Ce est Jacques Varin, que la fantaisie populaire a surnommé la Pistole [Note 4 absente. Note 5. Né à Montréal en 1736, mort dans la même ville en 1791. La soupière du Musée Notre-Dame, dont il est question plus loin, est reproduite dans l'ouvrage de M. Traquair, The Old Siver of Quebec, planche XI.]Ses œuvres, s'il faut en juger par la vaste soupière du Musée Notre-Dame, à Montréal, et par quelques pièces d'argenterie domestique, possèdent une certaine lourdeur qui est loin d'être désagréable. Il est vraiment dommage que la paix de l'église de Lachenaie ait disparu; elle eût complété sans doute l'idée que l'on a présentement du style de Varin.

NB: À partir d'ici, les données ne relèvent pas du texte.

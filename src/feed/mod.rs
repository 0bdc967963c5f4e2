use std::fmt;
use std::ops::Index;

use anyhow::Result;
use async_trait::async_trait;
use serde::de::{Deserializer, MapAccess, Visitor};
use serde::ser::{SerializeMap, Serializer};
use serde::{Deserialize, Serialize};

pub mod client;
pub mod retry;

/// Top-level feed response
#[derive(Debug, Clone, Serialize, Deserialize)]
pub struct FeedPayload {
    pub status: i64,
    #[serde(default)]
    pub message: String,
    pub data: FeedData,
}

#[derive(Debug, Clone, Default, Serialize, Deserialize)]
pub struct FeedData {
    #[serde(default)]
    pub next_to_go_ids: Vec<String>,
    /// Keyed by feed-assigned race id, in payload order
    #[serde(default)]
    pub race_summaries: RaceSummaries,
}

/// Race summaries keyed by id, iterated in the order the feed listed them.
/// A repeated key keeps its first position and takes the later value.
#[derive(Debug, Clone, Default, PartialEq, Eq)]
pub struct RaceSummaries {
    entries: Vec<(String, RawSummary)>,
}

impl RaceSummaries {
    pub fn insert(&mut self, race_id: String, summary: RawSummary) {
        match self.entries.iter_mut().find(|(id, _)| *id == race_id) {
            Some((_, existing)) => *existing = summary,
            None => self.entries.push((race_id, summary)),
        }
    }

    pub fn get(&self, race_id: &str) -> Option<&RawSummary> {
        self.entries
            .iter()
            .find(|(id, _)| id == race_id)
            .map(|(_, summary)| summary)
    }

    pub fn keys(&self) -> impl Iterator<Item = &str> {
        self.entries.iter().map(|(id, _)| id.as_str())
    }

    pub fn values(&self) -> impl Iterator<Item = &RawSummary> {
        self.entries.iter().map(|(_, summary)| summary)
    }

    pub fn len(&self) -> usize {
        self.entries.len()
    }

    pub fn is_empty(&self) -> bool {
        self.entries.is_empty()
    }
}

impl Index<&str> for RaceSummaries {
    type Output = RawSummary;

    fn index(&self, race_id: &str) -> &RawSummary {
        match self.get(race_id) {
            Some(summary) => summary,
            None => panic!("no race summary for {race_id}"),
        }
    }
}

impl FromIterator<(String, RawSummary)> for RaceSummaries {
    fn from_iter<I: IntoIterator<Item = (String, RawSummary)>>(iter: I) -> Self {
        let mut summaries = Self::default();
        for (race_id, summary) in iter {
            summaries.insert(race_id, summary);
        }
        summaries
    }
}

impl Serialize for RaceSummaries {
    fn serialize<S: Serializer>(&self, serializer: S) -> Result<S::Ok, S::Error> {
        let mut map = serializer.serialize_map(Some(self.entries.len()))?;
        for (race_id, summary) in &self.entries {
            map.serialize_entry(race_id, summary)?;
        }
        map.end()
    }
}

impl<'de> Deserialize<'de> for RaceSummaries {
    fn deserialize<D: Deserializer<'de>>(deserializer: D) -> Result<Self, D::Error> {
        struct SummariesVisitor;

        impl<'de> Visitor<'de> for SummariesVisitor {
            type Value = RaceSummaries;

            fn expecting(&self, f: &mut fmt::Formatter) -> fmt::Result {
                f.write_str("an object of race summaries keyed by race id")
            }

            fn visit_map<A>(self, mut map: A) -> Result<Self::Value, A::Error>
            where
                A: MapAccess<'de>,
            {
                let mut summaries = RaceSummaries::default();
                while let Some(race_id) = map.next_key::<String>()? {
                    let summary = map.next_value::<RawSummary>()?;
                    summaries.insert(race_id, summary);
                }
                Ok(summaries)
            }
        }

        deserializer.deserialize_map(SummariesVisitor)
    }
}

#[derive(Debug, Clone, PartialEq, Eq, Serialize, Deserialize)]
pub struct RawSummary {
    pub race_id: String,
    pub race_name: String,
    pub race_number: u32,
    pub meeting_name: String,
    pub category_id: String,
    pub advertised_start: AdvertisedStart,
}

#[derive(Debug, Clone, Copy, PartialEq, Eq, Serialize, Deserialize)]
pub struct AdvertisedStart {
    pub seconds: i64,
}

impl FeedPayload {
    pub fn is_success(&self) -> bool {
        is_success(self.status)
    }
}

/// 2xx check on the payload status
pub fn is_success(status: i64) -> bool {
    (200..300).contains(&status)
}

/// Non-2xx answer from the feed, either on the HTTP response or in the
/// payload's own `status` field.
#[derive(Debug, Clone, PartialEq, Eq)]
pub enum FeedStatusError {
    Http { status: u16 },
    Payload { status: i64, message: String },
}

impl FeedStatusError {
    pub fn status(&self) -> i64 {
        match self {
            Self::Http { status } => i64::from(*status),
            Self::Payload { status, .. } => *status,
        }
    }
}

impl fmt::Display for FeedStatusError {
    fn fmt(&self, f: &mut fmt::Formatter) -> fmt::Result {
        match self {
            Self::Http { status } => write!(f, "feed http {}", status),
            Self::Payload { status, message } => write!(f, "feed error {} - {}", status, message),
        }
    }
}

impl std::error::Error for FeedStatusError {}

/// Source of race payloads
#[async_trait]
pub trait RaceFeed {
    async fn fetch(&self) -> Result<FeedPayload>;
}

/// Fixed payload source for dry runs and tests.
pub struct StaticFeed {
    payload: FeedPayload,
}

impl StaticFeed {
    pub fn new(payload: FeedPayload) -> Self {
        Self { payload }
    }
}

#[async_trait]
impl RaceFeed for StaticFeed {
    async fn fetch(&self) -> Result<FeedPayload> {
        Ok(self.payload.clone())
    }
}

Il est probable que monseigneur Hubert et son successeur, monseigneur Denaut, aient exercé une certaine pression sur les curés ou les fabriciens du diocèse, au cours de leurs visites pastorales; car vers les années 1785-1800, l'instrument de paix, sans se généraliser, apparaît çà et là en Nouvelle-France. C'est ainsi qu'on le trouve à Saint-Denis-sur-Richelieu, à Charlesbourg, à Montréal et à Québec, à Saint-François (île d'Orléans), à l'Ange-Gardien (Montmorency), à Sainte-Anne-de-Beaupré, à la Baie-Saint-Paul, au Palais épiscopal de Québec, même chez les Dames Ursulines et les religieuses de la Congrégation. Et sans doute en existait-il dans bien d'autres paroisses anciennes, qui ont disparu au cours du XIXe siècle ou dormant depuis longtemps dans la noble poussière d'une armoire presbytérale...

Sous le pontificat de monseigneur Plessis, la vogue de la paix se poursuit lentement. A Québec, François Ranvoyzé et Laurent Amyot, à Montréal, Pierre Huguet et Polonceau, Marion et Morand en façonnent un certain nombre de formes fort diverses - de la simple feuille d'argent travaillée au burin jusqu'à la fleur de lis découpée et striée de ciselures. Sa vogue commence à décliner sous les évêques Panet et Signay, et sous le pontificat de monseigneur Bourget. Et la dernière ordonnance où il en est question se trouve dans les archives paroissiales de Saint-Hugues (Bagot); elle porte la date du 27 juin 1847 et la signature de l'évêque de Montréal.

* * *

Les instruments de paix les plus anciens que l'on connaisse en ce moment portent le poinçon de l'orfèvre québécois François Ranvoyzé [Note 6. Né à Québec en 1739, mort dans la même ville en 1819.]; ils sont au nombre d'une quinzaine environ.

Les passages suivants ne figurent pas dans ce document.